Revolutionary Excess

Mostly, though, men and women whose skins were turned into leather have been denied all dignity. Revolutionary France was perhaps the first to make human leather on an ‘industrial scale’ while the guillotine worked overtime. In fact, a copy of the Republic’s 1794 Constitution, bound in human skin, was auctioned in Paris in 1872.

There’s a story about a tanner who made a proposal to the ‘Committee of Public Safety’ – equivalent to the home ministry – to let him use the castle of Meudon as a tannery for human skins. “In return for the concession, the members of the Committee were privileged to be among the first to wear top boots made of human skin,” an article in the July-Dec 1894 issue of ‘Current Literature’ magazine says.

Another book published in 1808 says, “as Paris supplied the (French) armies with shoes, it is possible that more than one defender of their country may have worn shoes made of the skin of his friends and relations”.

Louis Antoine de Saint-Just, a leading light of the Revolution and notorious as ‘archangel of terror’, allegedly “caused a young and beautiful girl, who had refused his advances, to be arrested and sent to the scaffold. After the execution he obtained possession of the body, flayed it himself, and had the skin tanned and made into a waistcoat which he wore till the day of his death.”

Mrs Koch’s Grim Appetite

But nobody desecrated the human body quite like the Nazis, who turned human bones into fertiliser, fat into soap, and skin, of course, into leather.

Ilse Koch, wife of the commandant of Buchenwald concentration camp, was among the worst offenders when it came to sourcing human leather.

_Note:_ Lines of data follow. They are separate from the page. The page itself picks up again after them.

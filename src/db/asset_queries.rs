use sqlx::postgres::PgRow;
use sqlx::{PgPool, Row};

use crate::models::asset::Asset;

fn asset_from_row(row: &PgRow) -> Result<Asset, sqlx::Error> {
    Ok(Asset {
        id: row.try_get("id")?,
        asset_tag: row.try_get("asset_tag")?,
        name: row.try_get("name")?,
        item_type: row.try_get("item_type")?,
        description: row.try_get("description")?,
        location: row.try_get("location")?,
        status: row.try_get("status")?,
        condition: row.try_get("condition")?,
        weight: row.try_get("weight")?,
        last_seen: row.try_get("last_seen")?,
        created_at: row.try_get("created_at")?,
        updated_at: row.try_get("updated_at")?,
        notes: row.try_get("notes")?,
    })
}

/// Look up an asset by its canonical (upper-cased) tag.
pub async fn find_by_tag(pool: &PgPool, asset_tag: &str) -> Result<Option<Asset>, sqlx::Error> {
    let row = sqlx::query(
        r#"
        SELECT id, asset_tag, name, item_type, description, location, status,
               condition, weight, last_seen, created_at, updated_at, notes
        FROM assets
        WHERE asset_tag = $1
        "#,
    )
    .bind(asset_tag.to_uppercase())
    .fetch_optional(pool)
    .await?;

    row.as_ref().map(asset_from_row).transpose()
}

/// Persist the fields the reconciler is allowed to touch.
pub async fn save_reconciled(pool: &PgPool, asset: &Asset) -> Result<(), sqlx::Error> {
    sqlx::query(
        r#"
        UPDATE assets
        SET condition = $1,
            weight = $2,
            description = $3,
            last_seen = $4,
            updated_at = $5
        WHERE asset_tag = $6
        "#,
    )
    .bind(&asset.condition)
    .bind(&asset.weight)
    .bind(&asset.description)
    .bind(asset.last_seen)
    .bind(asset.updated_at)
    .bind(&asset.asset_tag)
    .execute(pool)
    .await?;

    Ok(())
}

And she seemingly had a thing for tattooed skins. At her war crimes trial, the prosecution said: “A witness testified that accused No 15 (Ilse)... had a photo album, a briefcase and a pair of gloves made from tattooed human skin.”



In the summer of 1940, a man with “very excellent tattoos from the head to the toes, including a coloured cobra winding all the way up his left arm and an exceptionally cleanly tattooed sailboat with four masts on his chest” arrived at the camp. Ilse allegedly saw him working shirtless. “This inmate was called to the gate at evening formation. He was not seen again but about six months later a skin with the same sailboat was seen in the pathological department. In the summer of 1941 the same skin was seen on a photo album belonging to accused No 15.”

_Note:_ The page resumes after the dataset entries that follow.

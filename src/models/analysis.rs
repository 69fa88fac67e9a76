use serde::{Deserialize, Serialize};

/// Structured output of one vision-model invocation.
///
/// All fields are lenient: the model is asked for a fixed schema but
/// real replies drop or rename fields, so everything optional stays
/// optional and unknown keys are ignored. The distinction between an
/// absent and an empty `equipment` list matters to the confidence
/// scorer, hence `Option<Vec<_>>` rather than a defaulted `Vec`.
#[derive(Debug, Clone, Serialize, Deserialize, Default)]
pub struct AnalysisResult {
    #[serde(default)]
    pub asset_tags: Vec<TagObservation>,
    pub equipment: Option<Vec<EquipmentObservation>>,
    pub image_quality: Option<String>,
    pub total_items: Option<i64>,
    pub recommendations: Option<String>,
}

/// A detected asset tag, sticker, or engraved identifier.
#[derive(Debug, Clone, Serialize, Deserialize)]
pub struct TagObservation {
    pub tag: String,
    #[serde(default)]
    pub confidence: f64,
    pub location_description: Option<String>,
}

/// A single piece of equipment detected in the image.
#[derive(Debug, Clone, Serialize, Deserialize, Default)]
pub struct EquipmentObservation {
    #[serde(rename = "type")]
    pub equipment_type: Option<String>,
    /// Weight string as reported, e.g. "25 lbs", or the literal "unknown".
    pub weight: Option<String>,
    pub description: Option<String>,
    pub condition: Option<String>,
    pub suggested_asset_tag: Option<String>,
    pub location_in_image: Option<String>,
}

#[cfg(test)]
mod tests {
    use super::*;

    #[test]
    fn deserializes_full_model_reply() {
        let raw = r#"{
            "asset_tags": [
                {"tag": "GYM-042", "confidence": 0.95, "location_description": "front plate"}
            ],
            "equipment": [
                {"type": "dumbbell", "weight": "25 lbs", "description": "rubber hex dumbbell",
                 "condition": "good", "location_in_image": "center"}
            ],
            "image_quality": "good",
            "total_items": 1,
            "recommendations": "none"
        }"#;

        let result: AnalysisResult = serde_json::from_str(raw).unwrap();
        assert_eq!(result.asset_tags.len(), 1);
        assert_eq!(result.asset_tags[0].tag, "GYM-042");
        let equipment = result.equipment.as_ref().unwrap();
        assert_eq!(equipment[0].weight.as_deref(), Some("25 lbs"));
        assert_eq!(result.image_quality.as_deref(), Some("good"));
    }

    #[test]
    fn empty_object_is_valid() {
        let result: AnalysisResult = serde_json::from_str("{}").unwrap();
        assert!(result.asset_tags.is_empty());
        assert!(result.equipment.is_none());
        assert!(result.image_quality.is_none());
    }

    #[test]
    fn absent_and_empty_equipment_are_distinct() {
        let absent: AnalysisResult = serde_json::from_str("{}").unwrap();
        let empty: AnalysisResult = serde_json::from_str(r#"{"equipment": []}"#).unwrap();
        assert!(absent.equipment.is_none());
        assert_eq!(empty.equipment.as_ref().map(Vec::len), Some(0));
    }
}
use chrono::{DateTime, Utc};
use serde::{Deserialize, Serialize};
use strum::{Display, EnumString};
use uuid::Uuid;

/// Canonical equipment condition vocabulary.
///
/// The reconciler only ever writes one of these labels; anything the
/// vision model reports outside this set (e.g. "rusty") is ignored.
#[derive(Debug, Clone, Copy, Serialize, Deserialize, EnumString, Display, PartialEq, Eq)]
#[strum(serialize_all = "title_case", ascii_case_insensitive)]
pub enum Condition {
    Excellent,
    Good,
    Fair,
    Poor,
}

/// A tracked piece of gym equipment, keyed by its canonical asset tag.
///
/// Owned by the asset collaborator; the analysis pipeline only reads it
/// by tag and writes back condition/weight/description and the
/// seen/update timestamps during reconciliation.
#[derive(Debug, Clone, Serialize, Deserialize)]
pub struct Asset {
    pub id: Uuid,
    pub asset_tag: String,
    pub name: Option<String>,
    pub item_type: String,
    pub description: Option<String>,
    pub location: String,
    pub status: String,
    pub condition: String,
    pub weight: Option<String>,
    pub last_seen: DateTime<Utc>,
    pub created_at: DateTime<Utc>,
    pub updated_at: DateTime<Utc>,
    pub notes: Option<String>,
}

#[cfg(test)]
mod tests {
    use super::*;

    #[test]
    fn condition_parses_case_insensitively_to_title_case() {
        assert_eq!("good".parse::<Condition>().unwrap(), Condition::Good);
        assert_eq!("EXCELLENT".parse::<Condition>().unwrap(), Condition::Excellent);
        assert_eq!(Condition::Fair.to_string(), "Fair");
        assert_eq!(Condition::Poor.to_string(), "Poor");
    }

    #[test]
    fn unrecognized_condition_is_rejected() {
        assert!("rusty".parse::<Condition>().is_err());
        assert!("unknown".parse::<Condition>().is_err());
        assert!("".parse::<Condition>().is_err());
    }
}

The pathological department was the hub of leather-making: “camp personnel worked on tattooed human skins… The skins were cleaned, dried and stretched on frames… They were shown in the course of inspections and exhibitions.”

Dr Kurt Sitte, a detenu at Buchenwald who started working in the department in 1942, also reported seeing “skins tanned in such a way that they could be used for lampshades, and similar things”. In other words, the skins had been processed to let light pass. Sitte said guards came to him and asked for tattooed skins to use as “a book cover, or for a knife sheath or purse – for all kinds of ‘souvenirs’.”

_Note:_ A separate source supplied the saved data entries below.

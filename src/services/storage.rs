use std::path::{Path, PathBuf};

use uuid::Uuid;

/// Local-disk store for uploaded images, keyed by job id.
///
/// Files are written as `<job_id><original extension>` under a
/// configurable upload directory.
pub struct ImageStore {
    root: PathBuf,
}

impl ImageStore {
    pub async fn new(root: impl Into<PathBuf>) -> Result<Self, StorageError> {
        let root = root.into();
        tokio::fs::create_dir_all(&root).await?;
        Ok(Self { root })
    }

    /// Persist uploaded bytes for a job, returning the stored path.
    pub async fn save(
        &self,
        job_id: Uuid,
        original_filename: Option<&str>,
        data: &[u8],
    ) -> Result<PathBuf, StorageError> {
        let extension = original_filename
            .and_then(|name| Path::new(name).extension())
            .and_then(|ext| ext.to_str())
            .unwrap_or("jpg");

        let path = self.root.join(format!("{job_id}.{extension}"));
        tokio::fs::write(&path, data).await?;
        Ok(path)
    }

    pub async fn delete(&self, path: &Path) -> Result<(), StorageError> {
        tokio::fs::remove_file(path).await?;
        Ok(())
    }
}

#[derive(Debug, thiserror::Error)]
pub enum StorageError {
    #[error("image storage I/O error: {0}")]
    Io(#[from] std::io::Error),
}

#[cfg(test)]
mod tests {
    use super::*;

    #[tokio::test]
    async fn saves_under_job_id_with_original_extension() {
        let dir = std::env::temp_dir().join(format!("gymregister-store-{}", Uuid::new_v4()));
        let store = ImageStore::new(&dir).await.unwrap();

        let id = Uuid::new_v4();
        let path = store.save(id, Some("rack.png"), b"bytes").await.unwrap();

        assert_eq!(path, dir.join(format!("{id}.png")));
        assert_eq!(tokio::fs::read(&path).await.unwrap(), b"bytes");

        store.delete(&path).await.unwrap();
        assert!(!path.exists());
        tokio::fs::remove_dir_all(&dir).await.unwrap();
    }

    #[tokio::test]
    async fn missing_filename_defaults_to_jpg() {
        let dir = std::env::temp_dir().join(format!("gymregister-store-{}", Uuid::new_v4()));
        let store = ImageStore::new(&dir).await.unwrap();

        let id = Uuid::new_v4();
        let path = store.save(id, None, b"x").await.unwrap();
        assert!(path.to_string_lossy().ends_with(&format!("{id}.jpg")));
        tokio::fs::remove_dir_all(&dir).await.unwrap();
    }
}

Dr Franz Blaha, a Czech national who survived the Dachau concentration camp, testified that “soft human skin was so prized for leather and bindings that victims would be shot in the back of the neck or knocked in the head so that the surface would be unmarred”.

These horrors seem unreal today, but ‘civilised’ Europe would have also considered itself incapable of such barbarity in the 1930s and 40s. Let’s hope human leather’s history won’t repeat itself.